My general answer is “yes,” especially if we are attending to the practical requirements for restoring or effecting new community between offenders and the offended-against. One of the great confusions in popular talk about forgiveness is the suspicion that to forgive is to treat JUSTICE casually. Keeping a moral “backbone” of truth in forgiveness seems required in most places in the Bible. There is something very wrong, even absurd in the claim, “I forgive you, even if you don’t think you have done anything to be forgiven for.” Such a claim bypasses truth about the past and treats reconciliation as requiring no change on the side of offenders. It treats offense itself as either unreal or unimportant. In one place, T.H. Auden expressed the parody of forgiveness-without-repentance in the boast: “God likes forgiving my sins, and I like committing them. The world is admirably arranged!

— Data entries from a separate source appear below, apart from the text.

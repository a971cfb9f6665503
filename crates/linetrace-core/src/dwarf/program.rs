//! # Line Program Interpreter
//!
//! Runs the DWARF line-number state machine over every unit of a
//! `.debug_line` section and picks the row that best describes an address.
//!
//! ## Matching
//!
//! Within a unit, a row is a candidate when its address is at or below the
//! target and strictly above the best address matched so far in that unit,
//! and its file register names a retained file entry. Across units, the unit
//! whose best match has the numerically largest address wins, regardless of
//! the order in which the units appear.
//!
//! ## Malformed input
//!
//! Nothing here returns an error. Anomalies degrade the result instead:
//!
//! - a 64-bit DWARF unit stops the scan and the lookup reports nothing
//! - a unit whose length runs past the section stops the scan, keeping the
//!   best match of the units before it
//! - a version 5 unit (or one with an unusable header) is skipped
//! - an opcode whose operands run past the unit ends that unit

use gimli::constants::{self, DwLne, DwLns};
use tracing::{debug, trace, warn};

use super::header::{LineProgramHeader, UnitSkip};
use super::registers::{LineRegisters, LineRow};
use crate::reader::ByteReader;
use crate::types::SourceLine;

/// `unit_length` value announcing the 64-bit DWARF format.
const DWARF64_ESCAPE: u32 = 0xffff_ffff;

/// Why the scan of a `.debug_line` section ended before its last byte.
#[derive(Debug, Clone, Copy, PartialEq, Eq)]
pub enum ScanStop
{
    /// A unit uses the 64-bit DWARF format.
    Format64
    {
        offset: usize,
    },
    /// A unit's declared length runs past the end of the section.
    Truncated
    {
        offset: usize,
        declared: u32,
        available: usize,
    },
    /// Fewer than four bytes follow the last complete unit.
    TrailingBytes
    {
        offset: usize,
    },
}

/// One unit of a `.debug_line` section.
#[derive(Debug, Clone)]
pub enum LineUnit<'data>
{
    Program(LineProgramHeader<'data>),
    Skipped
    {
        offset: usize,
        reason: UnitSkip,
    },
}

/// Iterator over the units of a `.debug_line` section.
///
/// After iteration, [`LineUnits::stop_reason`] tells whether the section was
/// scanned to its end.
#[derive(Debug, Clone)]
pub struct LineUnits<'data>
{
    reader: ByteReader<'data>,
    data: &'data [u8],
    stopped: Option<ScanStop>,
}

impl<'data> LineUnits<'data>
{
    pub fn new(debug_line: &'data [u8]) -> Self
    {
        Self {
            reader: ByteReader::new(debug_line),
            data: debug_line,
            stopped: None,
        }
    }

    pub fn stop_reason(&self) -> Option<ScanStop>
    {
        self.stopped
    }

    fn stop(&mut self, reason: ScanStop) -> Option<LineUnit<'data>>
    {
        self.stopped = Some(reason);
        self.reader.seek(self.data.len());
        None
    }
}

impl<'data> Iterator for LineUnits<'data>
{
    type Item = LineUnit<'data>;

    fn next(&mut self) -> Option<Self::Item>
    {
        if self.stopped.is_some() || self.reader.is_at_end() {
            return None;
        }

        let offset = self.reader.position();
        let Some(unit_length) = self.reader.read_u32() else {
            warn!(offset, "trailing bytes too short for a line unit length");
            return self.stop(ScanStop::TrailingBytes { offset });
        };

        if unit_length == DWARF64_ESCAPE {
            warn!(offset, "64-bit DWARF line unit is unsupported, abandoning scan");
            return self.stop(ScanStop::Format64 { offset });
        }

        let available = self.reader.remaining();
        let Some(unit) = usize::try_from(unit_length)
            .ok()
            .and_then(|len| self.reader.read_bytes(len))
        else {
            warn!(offset, unit_length, available, "line unit runs past the end of .debug_line");
            return self.stop(ScanStop::Truncated {
                offset,
                declared: unit_length,
                available,
            });
        };

        match LineProgramHeader::parse(offset, unit) {
            Ok(header) => {
                debug!(
                    offset,
                    version = header.version,
                    files = header.file_names.len() - 1,
                    "parsed line program header"
                );
                Some(LineUnit::Program(header))
            }
            Err(reason) => {
                debug!(offset, ?reason, "skipping line unit");
                Some(LineUnit::Skipped { offset, reason })
            }
        }
    }
}

impl<'data> LineProgramHeader<'data>
{
    /// Rows produced by executing this unit's line-number program.
    ///
    /// End-of-sequence events are yielded as rows with `end_sequence` set.
    pub fn rows(&self) -> LineRows<'_, 'data>
    {
        LineRows {
            header: self,
            reader: ByteReader::new(self.program),
            registers: LineRegisters::new(self.default_is_stmt),
        }
    }

    /// The best row of this unit for `target`, with its resolved path.
    pub fn best_match(&self, target: u64) -> Option<UnitMatch>
    {
        let mut best: Option<LineRow> = None;
        for row in self.rows() {
            if row.end_sequence || row.address > target || !self.has_file(row.file) {
                continue;
            }
            let best_address = best.map_or(0, |best| best.address);
            if row.address > best_address {
                trace!(address = row.address, line = row.line, "candidate line row");
                best = Some(row);
            }
        }

        let row = best?;
        let file = self.file_path(row.file)?;
        Some(UnitMatch {
            address: row.address,
            location: SourceLine { file, line: row.line },
        })
    }
}

/// The best match found within one unit.
#[derive(Debug, Clone, PartialEq, Eq)]
pub struct UnitMatch
{
    pub address: u64,
    pub location: SourceLine,
}

/// Executes a line-number program, yielding rows.
#[derive(Debug, Clone)]
pub struct LineRows<'h, 'data>
{
    header: &'h LineProgramHeader<'data>,
    reader: ByteReader<'data>,
    registers: LineRegisters,
}

impl LineRows<'_, '_>
{
    /// Execute one opcode. `None` means the program ended or an operand ran
    /// past the end of the unit; `Some(None)` means no row was produced.
    fn step(&mut self) -> Option<Option<LineRow>>
    {
        let opcode = self.reader.read_u8()?;
        if opcode == 0 {
            return self.extended();
        }
        if opcode < self.header.opcode_base {
            return self.standard(opcode);
        }
        Some(Some(self.special(opcode)))
    }

    fn emit(&mut self) -> LineRow
    {
        let row = LineRow::from(&self.registers);
        self.registers.after_row();
        row
    }

    fn special(&mut self, opcode: u8) -> LineRow
    {
        let header = self.header;
        let adjusted = opcode - header.opcode_base;
        let operation_advance = u64::from(adjusted / header.line_range);
        self.registers
            .advance_address(operation_advance.wrapping_mul(u64::from(header.minimum_instruction_length)));
        let line_advance = i64::from(header.line_base) + i64::from(adjusted % header.line_range);
        self.registers.advance_line(line_advance);
        self.emit()
    }

    fn standard(&mut self, opcode: u8) -> Option<Option<LineRow>>
    {
        let header = self.header;
        let min_inst_len = u64::from(header.minimum_instruction_length);
        match DwLns(opcode) {
            constants::DW_LNS_copy => return Some(Some(self.emit())),
            constants::DW_LNS_advance_pc => {
                let advance = self.reader.read_uleb128()?;
                self.registers.advance_address(advance.wrapping_mul(min_inst_len));
            }
            constants::DW_LNS_advance_line => {
                let delta = self.reader.read_sleb128()?;
                self.registers.advance_line(delta);
            }
            constants::DW_LNS_set_file => self.registers.file = self.reader.read_uleb128()?,
            constants::DW_LNS_set_column => self.registers.column = self.reader.read_uleb128()?,
            constants::DW_LNS_negate_stmt => self.registers.is_stmt = !self.registers.is_stmt,
            constants::DW_LNS_set_basic_block => self.registers.basic_block = true,
            constants::DW_LNS_const_add_pc => {
                let adjusted = 255 - header.opcode_base;
                let advance = u64::from(adjusted / header.line_range);
                self.registers.advance_address(advance.wrapping_mul(min_inst_len));
            }
            constants::DW_LNS_fixed_advance_pc => {
                let advance = self.reader.read_u16()?;
                self.registers.advance_address(u64::from(advance));
            }
            constants::DW_LNS_set_prologue_end => self.registers.prologue_end = true,
            constants::DW_LNS_set_epilogue_begin => self.registers.epilogue_begin = true,
            constants::DW_LNS_set_isa => self.registers.isa = self.reader.read_uleb128()?,
            _ => {
                for _ in 0..header.operand_count(opcode) {
                    self.reader.read_uleb128()?;
                }
            }
        }
        Some(None)
    }

    fn extended(&mut self) -> Option<Option<LineRow>>
    {
        let length = usize::try_from(self.reader.read_uleb128()?).ok()?;
        let end = self.reader.position().checked_add(length)?;
        if end > self.reader.len() {
            trace!(length, "extended opcode runs past the end of the unit");
            return None;
        }
        if length == 0 {
            return Some(None);
        }

        let mut row = None;
        match DwLne(self.reader.read_u8()?) {
            constants::DW_LNE_end_sequence => {
                self.registers.end_sequence = true;
                row = Some(LineRow::from(&self.registers));
                self.registers.reset(self.header.default_is_stmt);
            }
            constants::DW_LNE_set_address if length == 9 => {
                self.registers.address = self.reader.read_u64()?;
            }
            // Other sub-opcodes, and set_address with a non-64-bit operand, are opaque
            _ => {}
        }
        self.reader.seek(end);
        Some(row)
    }
}

impl Iterator for LineRows<'_, '_>
{
    type Item = LineRow;

    fn next(&mut self) -> Option<Self::Item>
    {
        loop {
            match self.step() {
                Some(Some(row)) => return Some(row),
                Some(None) => {}
                None => {
                    self.reader.seek(self.reader.len());
                    return None;
                }
            }
        }
    }
}

/// Resolve `target` against a `.debug_line` section.
///
/// Returns `None` when no row matches, when the section uses the 64-bit DWARF
/// format, or when it is empty.
pub fn resolve_line(debug_line: &[u8], target: u64) -> Option<SourceLine>
{
    let mut units = LineUnits::new(debug_line);
    let mut best: Option<UnitMatch> = None;

    for unit in &mut units {
        let LineUnit::Program(header) = unit else {
            continue;
        };
        let Some(found) = header.best_match(target) else {
            continue;
        };
        if best.as_ref().is_none_or(|best| found.address > best.address) {
            best = Some(found);
        }
    }

    if let Some(ScanStop::Format64 { .. }) = units.stop_reason() {
        return None;
    }

    best.map(|found| {
        debug!(
            target,
            matched = found.address,
            file = %found.location.file,
            line = found.location.line,
            "resolved address to line"
        );
        found.location
    })
}
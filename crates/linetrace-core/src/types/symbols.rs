//! Symbol name types.

use std::fmt;

/// Programming language associated with a symbol.
#[derive(Debug, Clone, Copy, PartialEq, Eq)]
pub enum SymbolLanguage
{
    /// Rust symbol (detected via mangling or namespace patterns).
    Rust,
    /// C++ symbol (Itanium mangling without Rust extensions).
    Cpp,
    /// C symbol or unmangled global.
    C,
}

impl fmt::Display for SymbolLanguage
{
    fn fmt(&self, f: &mut fmt::Formatter<'_>) -> fmt::Result
    {
        let label = match self {
            SymbolLanguage::Rust => "rust",
            SymbolLanguage::Cpp => "c++",
            SymbolLanguage::C => "c",
        };
        write!(f, "{label}")
    }
}

/// A function name from the symbol table with demangling metadata.
#[derive(Debug, Clone, PartialEq, Eq)]
pub struct SymbolName
{
    raw: String,
    demangled: Option<String>,
    language: SymbolLanguage,
}

impl SymbolName
{
    /// Construct from a raw linkage name.
    pub fn new(raw: String, demangled: Option<String>, language: SymbolLanguage) -> Self
    {
        Self {
            raw,
            demangled,
            language,
        }
    }

    /// Raw (mangled) name as stored in `.strtab`.
    pub fn raw(&self) -> &str
    {
        &self.raw
    }

    /// Demangled human-friendly name if available.
    pub fn demangled(&self) -> Option<&str>
    {
        self.demangled.as_deref()
    }

    /// Preferred presentation (demangled fallback to raw).
    pub fn display_name(&self) -> &str
    {
        self.demangled.as_deref().unwrap_or(&self.raw)
    }

    pub fn language(&self) -> SymbolLanguage
    {
        self.language
    }
}

impl fmt::Display for SymbolName
{
    fn fmt(&self, f: &mut fmt::Formatter<'_>) -> fmt::Result
    {
        write!(f, "{}", self.display_name())
    }
}
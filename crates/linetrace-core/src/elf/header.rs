//! ELF64 on-disk structures.
//!
//! Fields are read at their fixed little-endian offsets. Beyond the magic
//! bytes nothing is validated here: class, data encoding and machine are
//! taken as they come.

use std::ops::Range;

use object::elf::{EM_AARCH64, EM_RISCV, EM_X86_64};

use crate::reader::ByteReader;

pub const FILE_HEADER_SIZE: usize = 64;
pub const PROGRAM_HEADER_SIZE: usize = 56;
pub const SECTION_HEADER_SIZE: usize = 64;
pub const SYMBOL_SIZE: usize = 24;

/// The ELF file header (`Elf64_Ehdr`).
#[derive(Debug, Clone, Copy, PartialEq, Eq)]
pub struct FileHeader
{
    pub ident: [u8; 16],
    pub kind: u16,
    pub machine: u16,
    pub version: u32,
    pub entry: u64,
    pub phoff: u64,
    pub shoff: u64,
    pub flags: u32,
    pub ehsize: u16,
    pub phentsize: u16,
    pub phnum: u16,
    pub shentsize: u16,
    pub shnum: u16,
    pub shstrndx: u16,
}

impl FileHeader
{
    /// Read the header from the start of `data`.
    pub fn parse(data: &[u8]) -> Option<Self>
    {
        let mut reader = ByteReader::new(data);
        let mut ident = [0u8; 16];
        ident.copy_from_slice(reader.read_bytes(16)?);
        Some(Self {
            ident,
            kind: reader.read_u16()?,
            machine: reader.read_u16()?,
            version: reader.read_u32()?,
            entry: reader.read_u64()?,
            phoff: reader.read_u64()?,
            shoff: reader.read_u64()?,
            flags: reader.read_u32()?,
            ehsize: reader.read_u16()?,
            phentsize: reader.read_u16()?,
            phnum: reader.read_u16()?,
            shentsize: reader.read_u16()?,
            shnum: reader.read_u16()?,
            shstrndx: reader.read_u16()?,
        })
    }

    pub fn magic(&self) -> [u8; 4]
    {
        [self.ident[0], self.ident[1], self.ident[2], self.ident[3]]
    }

    pub fn architecture(&self) -> Architecture
    {
        Architecture::from_machine(self.machine)
    }
}

/// Target architecture named by `e_machine`. Reported, never checked.
#[derive(Debug, Clone, Copy, PartialEq, Eq)]
pub enum Architecture
{
    X86_64,
    Arm64,
    RiscV,
    Unknown(u16),
}

impl Architecture
{
    pub fn from_machine(machine: u16) -> Self
    {
        match machine {
            EM_X86_64 => Architecture::X86_64,
            EM_AARCH64 => Architecture::Arm64,
            EM_RISCV => Architecture::RiscV,
            other => Architecture::Unknown(other),
        }
    }
}

impl std::fmt::Display for Architecture
{
    fn fmt(&self, f: &mut std::fmt::Formatter<'_>) -> std::fmt::Result
    {
        match self {
            Architecture::X86_64 => write!(f, "x86_64"),
            Architecture::Arm64 => write!(f, "arm64"),
            Architecture::RiscV => write!(f, "riscv"),
            Architecture::Unknown(machine) => write!(f, "unknown (e_machine {machine})"),
        }
    }
}

/// A section header (`Elf64_Shdr`) together with its index in the table.
#[derive(Debug, Clone, Copy, PartialEq, Eq)]
pub struct SectionHeader
{
    pub index: usize,
    pub name: u32,
    pub kind: u32,
    pub flags: u64,
    pub addr: u64,
    pub offset: u64,
    pub size: u64,
    pub link: u32,
    pub info: u32,
    pub addralign: u64,
    pub entsize: u64,
}

impl SectionHeader
{
    pub fn parse(index: usize, data: &[u8]) -> Option<Self>
    {
        let mut reader = ByteReader::new(data);
        Some(Self {
            index,
            name: reader.read_u32()?,
            kind: reader.read_u32()?,
            flags: reader.read_u64()?,
            addr: reader.read_u64()?,
            offset: reader.read_u64()?,
            size: reader.read_u64()?,
            link: reader.read_u32()?,
            info: reader.read_u32()?,
            addralign: reader.read_u64()?,
            entsize: reader.read_u64()?,
        })
    }

    /// File range of the section contents, if it fits inside an image of
    /// `image_len` bytes.
    pub fn file_range(&self, image_len: usize) -> Option<Range<usize>>
    {
        let start = usize::try_from(self.offset).ok()?;
        let end = start.checked_add(usize::try_from(self.size).ok()?)?;
        (end <= image_len).then_some(start..end)
    }
}

/// A program header (`Elf64_Phdr`).
#[derive(Debug, Clone, Copy, PartialEq, Eq)]
pub struct ProgramHeader
{
    pub kind: u32,
    pub flags: u32,
    pub offset: u64,
    pub vaddr: u64,
    pub paddr: u64,
    pub filesz: u64,
    pub memsz: u64,
    pub align: u64,
}

impl ProgramHeader
{
    pub fn parse(data: &[u8]) -> Option<Self>
    {
        let mut reader = ByteReader::new(data);
        Some(Self {
            kind: reader.read_u32()?,
            flags: reader.read_u32()?,
            offset: reader.read_u64()?,
            vaddr: reader.read_u64()?,
            paddr: reader.read_u64()?,
            filesz: reader.read_u64()?,
            memsz: reader.read_u64()?,
            align: reader.read_u64()?,
        })
    }
}

/// A symbol table entry (`Elf64_Sym`) before its name is resolved.
#[derive(Debug, Clone, Copy, PartialEq, Eq)]
pub struct RawSymbol
{
    pub name: u32,
    pub info: u8,
    pub other: u8,
    pub shndx: u16,
    pub value: u64,
    pub size: u64,
}

impl RawSymbol
{
    pub fn parse(data: &[u8]) -> Option<Self>
    {
        let mut reader = ByteReader::new(data);
        Some(Self {
            name: reader.read_u32()?,
            info: reader.read_u8()?,
            other: reader.read_u8()?,
            shndx: reader.read_u16()?,
            value: reader.read_u64()?,
            size: reader.read_u64()?,
        })
    }

    /// `ELF64_ST_BIND`
    pub fn binding(&self) -> u8
    {
        self.info >> 4
    }

    /// `ELF64_ST_TYPE`
    pub fn kind(&self) -> u8
    {
        self.info & 0xf
    }
}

Both for the theory and the political reality of the place of forgivenss in politics, therefore, I have to insist that, like all steps towards reconciliation, forgiveness and repentance are twin necessities. Without some degree of repentance, forgiveness stalls near the starting gate. The contrary might also be adduced: without the possibility for forgiveness repentance also stalls, at least for the purpose of leading to reconciliation. An equally useless concept of forgiveness in the politics or reconciliation is the attitude of the victims, “You can repent all you want to, but you are still my enemy, and I want nothing to do with you.” The acid test of a genuine social combination of forgiveness and repentance has to be the new willingness of both parties to live with each other as the alternative to killing each other.

To be underlined in all of this, for practical politics, is the likelihood that in any collective human dealings with the crimes of the past, both sides have crimes to confess and to forgive. One of the hopeful dynamics in the negotiation of two sides comes when each is open to both repentance and forgiveness. Such mutuality can begin to unlock the prisons of painful memory and walls of stubborn defensive self-righteousness.
Nothing inhibits change in a fractured society more than “We are right, and you are wrong.” Nothing encourages the opening of gates to a new future more than, “We both have been both wrong and right.